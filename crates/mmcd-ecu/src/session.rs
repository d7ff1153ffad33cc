//! Connection session
//!
//! A [`Session`] owns one sample source and the sampling engine driving
//! it. It is created on connect and torn down on disconnect; nothing
//! about it is global, so several sessions can coexist.

use std::sync::Arc;

use mmcd_core::{SamplePoller, SensorTable};
use thiserror::Error;
use tracing::{info, warn};

use crate::config::{EcuConfig, SamplingConfig};
use crate::protocol::{Ecu, ProtocolError};
use crate::sampling::SamplingEngine;
use crate::simulator::Simulator;
use crate::transport::{SerialTransport, Transport, TransportError};

#[derive(Debug, Error)]
pub enum SessionError {
    #[error("Failed to open serial port: {0}")]
    Connect(#[from] TransportError),

    #[error("ECU not responding: {0}")]
    Probe(#[source] ProtocolError),

    #[error(transparent)]
    Protocol(#[from] ProtocolError),
}

/// One live or simulated connection
pub struct Session {
    ecu: Option<Arc<Ecu>>,
    engine: SamplingEngine,
    table: Arc<SensorTable>,
}

impl Session {
    /// Open the configured serial port and check the ECU answers
    pub async fn connect(config: &EcuConfig, table: Arc<SensorTable>) -> Result<Self, SessionError> {
        let transport = SerialTransport::open(&config.connection)?;
        Self::open(Box::new(transport), table, config).await
    }

    /// Start a session over an already opened transport
    pub async fn open(
        transport: Box<dyn Transport>,
        table: Arc<SensorTable>,
        config: &EcuConfig,
    ) -> Result<Self, SessionError> {
        let ecu = Arc::new(Ecu::new(transport, Arc::clone(&table)));

        if config.connection.probe_on_connect {
            if let Err(e) = ecu.probe().await {
                if let Err(close_err) = ecu.close().await {
                    warn!(error = %close_err, "Failed to close port after probe failure");
                }
                return Err(SessionError::Probe(e));
            }
        }

        let source: Arc<dyn SamplePoller> = ecu.clone();
        let engine = SamplingEngine::new(source, config.sampling.clone());
        info!(port = %ecu.port_name(), "ECU session opened");

        Ok(Self {
            ecu: Some(ecu),
            engine,
            table,
        })
    }

    /// Session backed by the synthetic source
    pub fn simulated(table: Arc<SensorTable>, sampling: SamplingConfig) -> Self {
        let source: Arc<dyn SamplePoller> = Arc::new(Simulator::new(Arc::clone(&table)));
        info!("Simulated session opened");
        Self {
            ecu: None,
            engine: SamplingEngine::new(source, sampling),
            table,
        }
    }

    /// The protocol engine, absent for simulated sessions
    pub fn ecu(&self) -> Option<&Arc<Ecu>> {
        self.ecu.as_ref()
    }

    pub fn engine(&self) -> &SamplingEngine {
        &self.engine
    }

    pub fn sensor_table(&self) -> &Arc<SensorTable> {
        &self.table
    }

    pub fn is_live(&self) -> bool {
        self.ecu.is_some()
    }

    /// Stop sampling and close the port
    pub async fn close(self) -> Result<(), SessionError> {
        self.engine.stop().await;
        if let Some(ecu) = &self.ecu {
            ecu.close().await?;
            info!(port = %ecu.port_name(), "ECU session closed");
        }
        Ok(())
    }
}

#[cfg(test)]
mod tests {
    use super::*;
    use crate::protocol::PROBE_ADDRESS;
    use crate::transport::MockTransport;
    use std::time::Duration;

    #[tokio::test(start_paused = true)]
    async fn test_open_probes_ecu() {
        let mock = MockTransport::with_sensors(&[(PROBE_ADDRESS, 0x20)]);
        let handle = mock.handle();
        let session = Session::open(
            Box::new(mock),
            Arc::new(SensorTable::default()),
            &EcuConfig::default(),
        )
        .await
        .unwrap();

        assert!(session.is_live());
        assert_eq!(handle.sent(), vec![PROBE_ADDRESS]);
        session.close().await.unwrap();
    }

    #[tokio::test(start_paused = true)]
    async fn test_probe_failure_closes_port() {
        let mock = MockTransport::new();
        let handle = mock.handle();
        let err = Session::open(
            Box::new(mock),
            Arc::new(SensorTable::default()),
            &EcuConfig::default(),
        )
        .await
        .err()
        .unwrap();

        assert!(matches!(err, SessionError::Probe(_)));
        // probe flush + timeout recovery flush
        assert_eq!(handle.flush_count(), 2);
    }

    #[tokio::test(start_paused = true)]
    async fn test_probe_can_be_skipped() {
        let mut config = EcuConfig::default();
        config.connection.probe_on_connect = false;
        let mock = MockTransport::new();
        let handle = mock.handle();
        let session = Session::open(Box::new(mock), Arc::new(SensorTable::default()), &config)
            .await
            .unwrap();
        assert_eq!(handle.send_count(), 0);
        session.close().await.unwrap();
    }

    #[tokio::test(start_paused = true)]
    async fn test_simulated_session_samples() {
        let session = Session::simulated(Arc::new(SensorTable::default()), SamplingConfig::synthetic());
        assert!(!session.is_live());
        assert!(session.ecu().is_none());

        let table = Arc::clone(session.sensor_table());
        session.engine().set_indices(table.common_indices());
        session.engine().start();
        tokio::time::sleep(Duration::from_millis(500)).await;
        let last = session.engine().last_sample().unwrap();
        // the common set plus the derived duty cycle
        assert_eq!(last.len(), 9);
        session.close().await.unwrap();
    }

    #[tokio::test]
    async fn test_connect_without_port_fails() {
        let err = Session::connect(&EcuConfig::default(), Arc::new(SensorTable::default()))
            .await
            .err()
            .unwrap();
        assert!(matches!(
            err,
            SessionError::Connect(TransportError::InvalidConfig(_))
        ));
    }
}
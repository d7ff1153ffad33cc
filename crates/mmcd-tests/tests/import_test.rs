//! Legacy PalmOS log import tests
//!
//! Run with: cargo test -p mmcd-tests --test import_test

use chrono::{TimeZone, Utc};
use mmcd_core::sensor::{SLOT_INJD, SLOT_INJP, SLOT_RPM};
use mmcd_core::{SensorTable, UnitSystem};
use mmcd_log::{import_legacy, CodecError, ImportPolicy, LegacyLog, NativeLog};
use pretty_assertions::assert_eq;

const PALM_EPOCH_OFFSET: i64 = 2_082_844_800;

/// Builds PalmOS stream databases the way the handheld application wrote them
struct PdbBuilder {
    name: String,
    records: Vec<Vec<u8>>,
}

impl PdbBuilder {
    fn new(name: &str) -> Self {
        Self {
            name: name.to_string(),
            records: Vec::new(),
        }
    }

    /// Add a data block holding `(palm seconds, presence mask, raw bytes)` entries
    fn block(mut self, entries: &[(u32, u32, [u8; 32])]) -> Self {
        let mut body = Vec::new();
        for (time, present, raw) in entries {
            body.extend_from_slice(&time.to_be_bytes());
            body.extend_from_slice(&present.to_be_bytes());
            body.extend_from_slice(raw);
        }
        let mut record = b"DBLK".to_vec();
        record.extend_from_slice(&(body.len() as u32).to_be_bytes());
        record.extend_from_slice(&body);
        self.records.push(record);
        self
    }

    /// Add a record that is not a data block
    fn raw_record(mut self, bytes: &[u8]) -> Self {
        self.records.push(bytes.to_vec());
        self
    }

    fn build(&self) -> Vec<u8> {
        let mut out = vec![0u8; 78];
        out[..self.name.len()].copy_from_slice(self.name.as_bytes());
        out[60..64].copy_from_slice(b"strm");
        out[64..68].copy_from_slice(b"MMCd");
        out[76..78].copy_from_slice(&(self.records.len() as u16).to_be_bytes());

        let mut offset = 78 + self.records.len() * 8;
        for (i, record) in self.records.iter().enumerate() {
            out.extend_from_slice(&(offset as u32).to_be_bytes());
            out.extend_from_slice(&[0x40, 0, 0, i as u8]);
            offset += record.len();
        }
        for record in &self.records {
            out.extend_from_slice(record);
        }
        out
    }
}

fn palm_seconds(year: i32, month: u32, day: u32, secs: u32) -> u32 {
    let unix = Utc
        .with_ymd_and_hms(year, month, day, 0, 0, 0)
        .unwrap()
        .timestamp();
    (unix + PALM_EPOCH_OFFSET) as u32 + secs
}

fn raw_with(slots: &[(usize, u8)]) -> [u8; 32] {
    let mut raw = [0u8; 32];
    for &(idx, value) in slots {
        raw[idx] = value;
    }
    raw
}

fn mask(slots: &[usize]) -> u32 {
    slots.iter().fold(0, |m, &idx| m | (1 << idx))
}

#[test]
fn test_import_to_native() {
    let t = palm_seconds(2002, 8, 17, 0);
    let engine = mask(&[SLOT_RPM, SLOT_INJP]);
    let pdb = PdbBuilder::new("Dyno pull")
        .block(&[
            (t, engine, raw_with(&[(SLOT_RPM, 117), (SLOT_INJP, 2)])),
            (t + 1, engine | mask(&[14]), raw_with(&[(SLOT_RPM, 200), (SLOT_INJP, 100), (14, 80)])),
        ])
        .block(&[(t + 2, mask(&[4]), raw_with(&[(4, 0x60)]))])
        .build();

    let dir = tempfile::tempdir().unwrap();
    let input = dir.path().join("dyno.pdb");
    let output = dir.path().join("dyno.mmcd");
    std::fs::write(&input, pdb).unwrap();

    let table = SensorTable::default();
    let summary = import_legacy(
        &input,
        &output,
        &ImportPolicy::default(),
        &table,
        UnitSystem::Metric,
    )
    .unwrap();
    assert_eq!(summary.name, "Dyno pull");
    assert_eq!(summary.samples, 3);
    assert_eq!(summary.indices, vec![4, 14, SLOT_RPM, SLOT_INJP, SLOT_INJD]);

    let log = NativeLog::open(&output).unwrap();
    assert_eq!(log.indices(), summary.indices.as_slice());
    assert_eq!(log.samples.len(), 3);
    assert_eq!(
        log.samples[0].time(),
        Utc.with_ymd_and_hms(2002, 8, 17, 0, 0, 0).unwrap()
    );
    assert_eq!(log.samples[0].get(SLOT_INJD), Some(2));
    // 100 * 200 / 117 = 170
    assert_eq!(log.samples[1].get(SLOT_INJD), Some(170));
    assert_eq!(log.samples[1].get(14), Some(80));
    assert_eq!(log.samples[2].get(SLOT_INJD), None);
    assert_eq!(log.samples[2].get(4), Some(0x60));
}

#[test]
fn test_garbage_entries_and_records_skipped() {
    let t = palm_seconds(1999, 1, 1, 60);
    let future = palm_seconds(2031, 1, 1, 0);
    let pdb = PdbBuilder::new("Garbage")
        .raw_record(b"JUNKJUNKJUNK")
        .block(&[
            (0, 1, raw_with(&[])),
            (t, 0, raw_with(&[])),
            (t, u32::MAX, [0xFF; 32]),
            (future, 1, raw_with(&[])),
            (t, mask(&[SLOT_RPM]), raw_with(&[(SLOT_RPM, 64)])),
        ])
        .build();

    let log = LegacyLog::parse(&pdb, &ImportPolicy::default()).unwrap();
    assert_eq!(log.skipped_records, 1);
    assert_eq!(log.dropped_samples, 4);
    assert_eq!(log.samples.len(), 1);
    assert_eq!(log.samples[0].get(SLOT_RPM), Some(64));
}

#[test]
fn test_custom_policy_widens_year_range() {
    let old = palm_seconds(1990, 6, 1, 0);
    let pdb = PdbBuilder::new("Old")
        .block(&[(old, 1, raw_with(&[]))])
        .build();

    let strict = LegacyLog::parse(&pdb, &ImportPolicy::default()).unwrap();
    assert!(strict.samples.is_empty());

    let policy = ImportPolicy {
        min_year: 1980,
        ..ImportPolicy::default()
    };
    let wide = LegacyLog::parse(&pdb, &policy).unwrap();
    assert_eq!(wide.samples.len(), 1);
}

#[test]
fn test_import_without_samples_fails() {
    let pdb = PdbBuilder::new("Empty").block(&[]).build();

    let dir = tempfile::tempdir().unwrap();
    let input = dir.path().join("empty.pdb");
    let output = dir.path().join("empty.mmcd");
    std::fs::write(&input, pdb).unwrap();

    let err = import_legacy(
        &input,
        &output,
        &ImportPolicy::default(),
        &SensorTable::default(),
        UnitSystem::Metric,
    )
    .unwrap_err();
    assert!(matches!(err, CodecError::NoSamples));
    assert!(!output.exists());
}

#[test]
fn test_not_a_legacy_log() {
    let mut pdb = PdbBuilder::new("Memo").build();
    pdb[60..64].copy_from_slice(b"DATA");

    let err = LegacyLog::parse(&pdb, &ImportPolicy::default()).unwrap_err();
    assert!(matches!(err, CodecError::NotLegacyLog { .. }));
}
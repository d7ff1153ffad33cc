//! MMCD wire protocol
//!
//! Single-byte requests on a half-duplex line:
//! - sensor query: send an address in `0x00..=0xBF`, the ECU answers with
//!   the echoed address and one data byte
//! - command: send a whitelisted address (`0xCA`, `0xF1..=0xFC`), the ECU
//!   echoes it, then answers with one result byte once the command is done

mod command;
mod ecu;
mod error;

pub use command::{
    is_command_allowed, Actuator, ActuatorOutcome, COMMAND_WHITELIST, ERASE_DTC_COMMAND,
    RESULT_OK, RESULT_PRECONDITION_FAILED,
};
pub use ecu::{
    Ecu, ACTUATOR_TIMEOUT, COMMAND_ADDRESS_START, DTC_ACTIVE_HIGH, DTC_ACTIVE_LOW,
    DTC_STORED_HIGH, DTC_STORED_LOW, ERASE_TIMEOUT, PROBE_ADDRESS, QUERY_TIMEOUT,
};
pub use error::ProtocolError;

****************

== WHAT YOU ARE ASKED TO DO ==
Print the listing above from its first line through the line with "use crate::simulator::Simulator;", and stop there.

== ANSWER TO THIS PROBLEM ==
filename crates/mmcd-ecu/src/session.rs
repository d7ff1153ffad33cc
//! Connection session
//!
//! A [`Session`] owns one sample source and the sampling engine driving
//! it. It is created on connect and torn down on disconnect; nothing
//! about it is global, so several sessions can coexist.

use std::sync::Arc;

use mmcd_core::{SamplePoller, SensorTable};
use thiserror::Error;
use tracing::{info, warn};

use crate::config::{EcuConfig, SamplingConfig};
use crate::protocol::{Ecu, ProtocolError};
use crate::sampling::SamplingEngine;
use crate::simulator::Simulator;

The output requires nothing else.